Randy Writes A Novel 1Randy has written a novel and he wants to read it to you. Actually, he needs to read it to you. He’s slaved and labored and sacrificed to get it done and he wants to make sure it’s just right. He wants to know if it qualifies as art. He must know if it measures up to the great authors that have come before him and even the ones that will come after him. His search for artistic perfection is his main driving force. So much so that he’s not even sure that his art exists whether he reads it out loud or not. He even questions if you just knowing he wrote something is enough to mark his work as artistically sublime. He wonders if he really needs to read it to you at all. This drives Randy’s existential dilemma. It’s why Randy continues to distract himself from the task at hand.

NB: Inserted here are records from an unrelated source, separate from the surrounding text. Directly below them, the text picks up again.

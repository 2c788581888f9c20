//! Domain layer - Core analysis logic and entities

pub mod analysis;
pub mod embedding;
pub mod error;
pub mod llm;
pub mod log;
pub mod pipeline;
pub mod ranking;
pub mod usage;

pub use analysis::{AnalysisError, AnalysisResult, AnalysisStatus};
pub use error::DomainError;
pub use llm::{LlmProvider, LlmRequest, LlmResponse, Message, MessageRole, Usage};
pub use log::{InputFormat, NormalizedLogEntry, RawLogRecord};
pub use usage::{CostAccountant, CostRecord, ModelPricing, PricingTable};
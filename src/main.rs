use clap::Parser;
use incident_log_analyzer::cli::{self, Cli, Command};

#[tokio::main]
async fn main() -> anyhow::Result<()> {
    let cli = Cli::parse();

    match cli.command {
        Command::Serve(args) => cli::serve::run(args).await,
        Command::Analyze(args) => cli::analyze::run(args).await,
    }
}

Randy is a puppet. A very self-aware puppet in fact. Not only that, he’s a puppet on a hysterically funny journey to discover the meaning of life and all its peculiarities. He wants to know what makes us all tick. Randy is alone for the entire ninety-minute mind trip onstage at Theatre Row’s Clurman Theatre. He’s at his desk, well used  typewriter to his right, continually unread manuscript to his left, and strewn all around the floor are chaotic piles of books and torn and crumpled papers. Randy’s been hard at work and his mind is a buzz with thoughts he must express. All of Randy’s work pays off in a very funny evening of outright truths, blatant lies, broad exaggerations, and accurate observations

An evening with Randy is a combination of stand-up comedy and puppetry. It’s both wildly improvised and intelligently scripted. You’ll find yourself literally howling with laughter. Randy encourages that. He loves his audience to shout back at him, question his observations, and articulate their own opinions. The whole evening becomes a riotous amalgamation of master puppet and willing audience. You’ll find yourself laughing through riffs on Harper Lee’s other book, a three-and-a-half-minute condensed version on the life of Ernest Hemingway that blossoms into a remarkably funny yet astute conversation on the value of art versus character. You’ll also find social commentary being delivered on subjects like Veganism versus Carnism and there’s a Craig’s List story that will have you doubled over with an ending you will never forget. All this and more while Randy struggles and keeps stalling the reading of his presumably epic creation.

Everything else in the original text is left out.